But back to the subject at hand. When I saw The Three Burials of Melquiades Estrada, I realized that there are films that are still able to reach those places in our hearts that is usually caught by the "classics". Director Tommy Lee Jones and screenwriter Guillermo Arriaga (21 Grams) gives us a film that not only deals with friendship, honor, and lonliness, but also allows us to redefine Hollywood's definition of justice.
The Three Burials starts off with a body in the Texas Borderlands. The body belongs to an illegal immigrant. The sheriff (Dwight Yoakum) just wants to bury him and let it go. But Pete Perkins (Jones), a local rancher and friend of the dead man, wants to see justice. We find out pretty quickly that a young hothead on the Border Patrol named Mike Norton (Barry Pepper) is responsible for the murder due to a misunderstanding. But he's not remorseful. He takes his frustrations out on the illegals he snatches. Even his boss is getting fed up with his attitude, but he quickly quiets the local authorities.
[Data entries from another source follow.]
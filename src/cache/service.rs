//! Cache Service Module
//!
//! The backend-agnostic entry point used by application code. Routes every
//! call to the distributed backend when it is available and to the in-process
//! store otherwise, keeps running statistics, and absorbs every backend
//! failure into a safe default.

use std::future::Future;
use std::sync::atomic::{AtomicBool, Ordering};
use std::sync::Arc;

use futures::future::join_all;
use parking_lot::Mutex;
use serde::de::DeserializeOwned;
use serde::Serialize;
use tokio::sync::RwLock;
use tracing::{debug, error, info, warn};

use crate::cache::backend::{Backend, BackendKind};
use crate::cache::distributed::{DistributedStore, MemoryStats};
use crate::cache::stats::{BackendCounters, CountersSnapshot};
use crate::cache::{CacheCategory, CacheStats, MemoryStore};
use crate::config::Config;
use crate::error::CacheError;

// == Set Options ==
/// Per-write options: expiry and tag membership.
#[derive(Debug, Clone, Default, PartialEq, Eq)]
pub struct SetOptions {
    /// TTL in seconds; None stores without expiry
    pub ttl: Option<u64>,
    /// Tags to index the key under (distributed backend only)
    pub tags: Vec<String>,
}

impl SetOptions {
    pub fn new() -> Self {
        Self::default()
    }

    /// Options carrying the default TTL of `category`.
    pub fn for_category(category: CacheCategory) -> Self {
        Self::new().with_ttl(category.ttl())
    }

    pub fn with_ttl(mut self, ttl_seconds: u64) -> Self {
        self.ttl = Some(ttl_seconds);
        self
    }

    pub fn with_tags<I, S>(mut self, tags: I) -> Self
    where
        I: IntoIterator<Item = S>,
        S: Into<String>,
    {
        self.tags.extend(tags.into_iter().map(Into::into));
        self
    }
}

// == Cache Item ==
/// One entry of a batch write.
#[derive(Debug, Clone)]
pub struct CacheItem<T> {
    pub key: String,
    pub value: T,
    pub options: SetOptions,
}

impl<T> CacheItem<T> {
    pub fn new(key: impl Into<String>, value: T) -> Self {
        Self {
            key: key.into(),
            value,
            options: SetOptions::default(),
        }
    }

    pub fn with_options(mut self, options: SetOptions) -> Self {
        self.options = options;
        self
    }
}

// == Cache Service ==
/// Dual-backend cache with statistics and tag invalidation.
///
/// Cache failures never reach the caller: reads degrade to misses, writes to
/// `false`, counts to `0`. Construct one per process and share it by `Arc`.
///
/// `get_or_set` does not deduplicate concurrent computations: callers racing
/// on the same missing key each run their computation and each write the
/// result, last write wins.
pub struct CacheService {
    distributed: Arc<DistributedStore>,
    memory: Arc<RwLock<MemoryStore>>,
    stats: Mutex<CacheStats>,
    counters: BackendCounters,
    enabled: AtomicBool,
}

impl CacheService {
    // == Constructors ==
    pub fn new(
        distributed: Arc<DistributedStore>,
        memory: Arc<RwLock<MemoryStore>>,
        enabled: bool,
    ) -> Self {
        Self {
            distributed,
            memory,
            stats: Mutex::new(CacheStats::new()),
            counters: BackendCounters::new(),
            enabled: AtomicBool::new(enabled),
        }
    }

    /// Builds the service and its backends from configuration.
    pub fn from_config(config: &Config) -> Self {
        Self::new(
            Arc::new(DistributedStore::from_config(config)),
            Arc::new(RwLock::new(MemoryStore::new())),
            config.cache_enabled,
        )
    }

    /// A service backed only by a fresh in-process store.
    pub fn in_process() -> Self {
        Self::new(
            Arc::new(DistributedStore::disabled()),
            Arc::new(RwLock::new(MemoryStore::new())),
            true,
        )
    }

    // == Accessors ==
    pub fn distributed(&self) -> &Arc<DistributedStore> {
        &self.distributed
    }

    /// Shared handle to the in-process store, for the sweep task.
    pub fn memory_store(&self) -> Arc<RwLock<MemoryStore>> {
        Arc::clone(&self.memory)
    }

    pub fn is_enabled(&self) -> bool {
        self.enabled.load(Ordering::Acquire)
    }

    /// Flips the administrative switch. Takes effect on the next call.
    pub fn set_enabled(&self, enabled: bool) {
        self.enabled.store(enabled, Ordering::Release);
        info!(enabled, "Cache enabled flag changed");
    }

    /// Backend that currently serves calls, without triggering a connect.
    pub fn backend_kind(&self) -> BackendKind {
        if self.distributed.is_available() {
            BackendKind::Distributed
        } else {
            BackendKind::InProcess
        }
    }

    pub fn counters(&self) -> CountersSnapshot {
        self.counters.snapshot()
    }

    pub async fn memory_stats(&self) -> Option<MemoryStats> {
        self.distributed.memory_stats().await
    }

    // == Get ==
    /// Reads and deserializes `key`. Any failure counts as a miss.
    pub async fn get<T: DeserializeOwned>(&self, key: &str) -> Option<T> {
        if !self.admit() {
            return None;
        }

        let backend = self.route().await;
        let result = match backend.get(key).await {
            Ok(Some(raw)) => serde_json::from_str::<T>(&raw)
                .map(Some)
                .map_err(CacheError::from),
            Ok(None) => Ok(None),
            Err(e) => Err(e),
        };

        match result {
            Ok(Some(value)) => {
                self.stats.lock().record_hit();
                debug!(key, backend = %backend.kind(), "Cache hit");
                Some(value)
            }
            Ok(None) => {
                self.stats.lock().record_miss();
                debug!(key, backend = %backend.kind(), "Cache miss");
                None
            }
            Err(e) => {
                self.absorb(&backend, "get", key, e).await;
                self.stats.lock().record_miss();
                None
            }
        }
    }

    // == Set ==
    /// Serializes and stores `value`. Returns true when the value was written.
    ///
    /// Tags are registered after the write and only on the distributed
    /// backend; a failed tag registration leaves the write successful.
    pub async fn set<T: Serialize + ?Sized>(
        &self,
        key: &str,
        value: &T,
        options: &SetOptions,
    ) -> bool {
        if !self.admit() {
            return false;
        }

        let serialized = match serde_json::to_string(value) {
            Ok(serialized) => serialized,
            Err(e) => {
                self.counters.record_backend_error();
                error!(key, error = %e, "Failed to serialize cache value");
                return false;
            }
        };

        let backend = self.route().await;
        if let Err(e) = backend.set(key, serialized, options.ttl).await {
            self.absorb(&backend, "set", key, e).await;
            return false;
        }
        self.stats.lock().record_set();
        debug!(key, ttl = ?options.ttl, backend = %backend.kind(), "Cache set");

        self.register_tags(&backend, key, &options.tags).await;
        true
    }

    async fn register_tags(&self, backend: &Backend<'_>, key: &str, tags: &[String]) {
        if tags.is_empty() {
            return;
        }
        if backend.kind() == BackendKind::InProcess {
            debug!(key, "In-process backend has no tag index, tags ignored");
            return;
        }

        for tag in tags {
            if let Err(e) = backend.add_to_tag(tag, key).await {
                self.counters.record_backend_error();
                warn!(key, tag = %tag, error = %e, "Tag registration failed");
                if let Backend::Distributed(conn) = backend {
                    self.distributed.report_failure(conn, &e).await;
                }
            }
        }
    }

    // == Delete ==
    /// Removes `key`. Returns true only if a key was actually removed.
    pub async fn delete(&self, key: &str) -> bool {
        if !self.admit() {
            return false;
        }

        let backend = self.route().await;
        match backend.delete(key).await {
            Ok(removed) => {
                if removed {
                    self.stats.lock().record_delete();
                }
                removed
            }
            Err(e) => {
                self.absorb(&backend, "delete", key, e).await;
                false
            }
        }
    }

    // == Delete Pattern ==
    /// Deletes every key matching the glob `pattern`. Distributed only; 0 otherwise.
    pub async fn delete_pattern(&self, pattern: &str) -> u64 {
        if !self.admit() {
            return 0;
        }

        let backend = self.route().await;
        match backend.delete_pattern(pattern).await {
            Ok(deleted) => {
                info!(pattern, deleted, "Cache pattern delete");
                deleted
            }
            Err(e) => {
                self.absorb(&backend, "delete_pattern", pattern, e).await;
                0
            }
        }
    }

    // == Has ==
    /// True if a live value exists for `key`. Does not touch statistics.
    pub async fn has(&self, key: &str) -> bool {
        if !self.admit() {
            return false;
        }

        let backend = self.route().await;
        match backend.has(key).await {
            Ok(found) => found,
            Err(e) => {
                self.absorb(&backend, "has", key, e).await;
                false
            }
        }
    }

    // == Get Or Set ==
    /// Returns the cached value, or computes, stores and returns it.
    pub async fn get_or_set<T, F, Fut>(&self, key: &str, compute: F, options: &SetOptions) -> T
    where
        T: Serialize + DeserializeOwned,
        F: FnOnce() -> Fut,
        Fut: Future<Output = T>,
    {
        if let Some(cached) = self.get::<T>(key).await {
            return cached;
        }

        let value = compute().await;
        self.set(key, &value, options).await;
        value
    }

    /// Like [`get_or_set`](Self::get_or_set) for fallible computations.
    ///
    /// The computation's error is returned as-is and nothing is cached.
    pub async fn try_get_or_set<T, E, F, Fut>(
        &self,
        key: &str,
        compute: F,
        options: &SetOptions,
    ) -> Result<T, E>
    where
        T: Serialize + DeserializeOwned,
        F: FnOnce() -> Fut,
        Fut: Future<Output = Result<T, E>>,
    {
        if let Some(cached) = self.get::<T>(key).await {
            return Ok(cached);
        }

        let value = compute().await?;
        self.set(key, &value, options).await;
        Ok(value)
    }

    // == Batch ==
    /// Reads several keys concurrently, preserving order.
    pub async fn mget<T, K>(&self, keys: &[K]) -> Vec<Option<T>>
    where
        T: DeserializeOwned,
        K: AsRef<str>,
    {
        join_all(keys.iter().map(|key| self.get::<T>(key.as_ref()))).await
    }

    /// Writes several entries as independent concurrent sets.
    ///
    /// No atomicity across entries; returns true only if every write succeeded.
    pub async fn mset<T: Serialize>(&self, items: &[CacheItem<T>]) -> bool {
        join_all(
            items
                .iter()
                .map(|item| self.set(&item.key, &item.value, &item.options)),
        )
        .await
        .into_iter()
        .all(|written| written)
    }

    /// Bulk preload with progress logging.
    pub async fn warm_up<T: Serialize>(&self, items: &[CacheItem<T>]) {
        info!(entries = items.len(), "Cache warm-up started");
        let complete = self.mset(items).await;
        info!(entries = items.len(), complete, "Cache warm-up finished");
    }

    // == Counters ==
    /// Atomically adds `amount` to the integer at `key`. Distributed only.
    pub async fn increment(&self, key: &str, amount: i64) -> Option<i64> {
        if !self.admit() {
            return None;
        }

        let backend = self.route().await;
        match backend.incr_by(key, amount).await {
            Ok(value) => Some(value),
            Err(e) => {
                self.absorb(&backend, "increment", key, e).await;
                None
            }
        }
    }

    /// Atomically subtracts `amount` from the integer at `key`. Distributed only.
    pub async fn decrement(&self, key: &str, amount: i64) -> Option<i64> {
        self.increment(key, amount.saturating_neg()).await
    }

    // == Tags ==
    /// Deletes every key written with `tag`, then the tag index.
    ///
    /// Returns the number of keys removed; 0 without a distributed backend.
    pub async fn invalidate_by_tag(&self, tag: &str) -> u64 {
        if !self.admit() {
            return 0;
        }

        let backend = self.route().await;
        match backend.invalidate_tag(tag).await {
            Ok(removed) => {
                info!(tag, removed, "Cache tag invalidated");
                removed
            }
            Err(e) => {
                self.absorb(&backend, "invalidate_by_tag", tag, e).await;
                0
            }
        }
    }

    // == Clear ==
    /// Flushes the distributed backend if available, else the in-process store.
    pub async fn clear(&self) -> bool {
        if !self.admit() {
            return false;
        }

        let backend = self.route().await;
        match backend.clear().await {
            Ok(()) => {
                warn!(backend = %backend.kind(), "Cache cleared");
                true
            }
            Err(e) => {
                self.absorb(&backend, "clear", "*", e).await;
                false
            }
        }
    }

    // == Stats ==
    pub fn get_stats(&self) -> CacheStats {
        self.stats.lock().clone()
    }

    pub fn reset_stats(&self) {
        *self.stats.lock() = CacheStats::new();
        info!("Cache statistics reset");
    }

    /// Releases the distributed connection.
    pub async fn shutdown(&self) {
        self.distributed.disconnect().await;
    }

    // == Internals ==
    /// Reads the enabled flag once for this call.
    fn admit(&self) -> bool {
        let enabled = self.is_enabled();
        if !enabled {
            self.counters.record_disabled();
        }
        enabled
    }

    async fn route(&self) -> Backend<'_> {
        match self.distributed.raw_client().await {
            Some(conn) => Backend::Distributed(conn),
            None => {
                if self.distributed.is_configured() {
                    self.counters.record_fallback();
                }
                Backend::InProcess(self.memory.as_ref())
            }
        }
    }

    async fn absorb(
        &self,
        backend: &Backend<'_>,
        operation: &'static str,
        key: &str,
        err: CacheError,
    ) {
        if let CacheError::Unsupported(_) = err {
            debug!(operation, key, backend = %backend.kind(), "Not available on this backend");
            return;
        }

        self.counters.record_backend_error();
        error!(operation, key, backend = %backend.kind(), error = %err, "Cache operation failed");
        if let Backend::Distributed(conn) = backend {
            self.distributed.report_failure(conn, &err).await;
        }
    }
}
But word gets back to Pete, who first gives the sheriff a chance to right this. But when justice is eluded once more, Pete decides to take matters into his own hands. He kidnaps Mike and forces him to dig up his friend's body and help to take it across the border to Mel's village. Mike's journey is not so much about revenge as it is a forced pennence. This story, which ultimately about these two men's journey isn't completely bound two them, but everybody else who had a hand in the events, such as Mike's wife (January Jones) and a very friendly waitress (Melissa Leo) who takes both the sheriff and Pete as lovers on alternating days.
My only problem with the film is the structure of the first act in comparison to the rest of the film. The first act moves back and forth through time to show the back story of all these characters, including Mel (Julio Cesar Cedillo). But the rest of the film is completely linear (which is a good thing, because that could be maddening if done otherwise). Also breaking up the first act has information we already can guess at being told to us once or twice more than needed.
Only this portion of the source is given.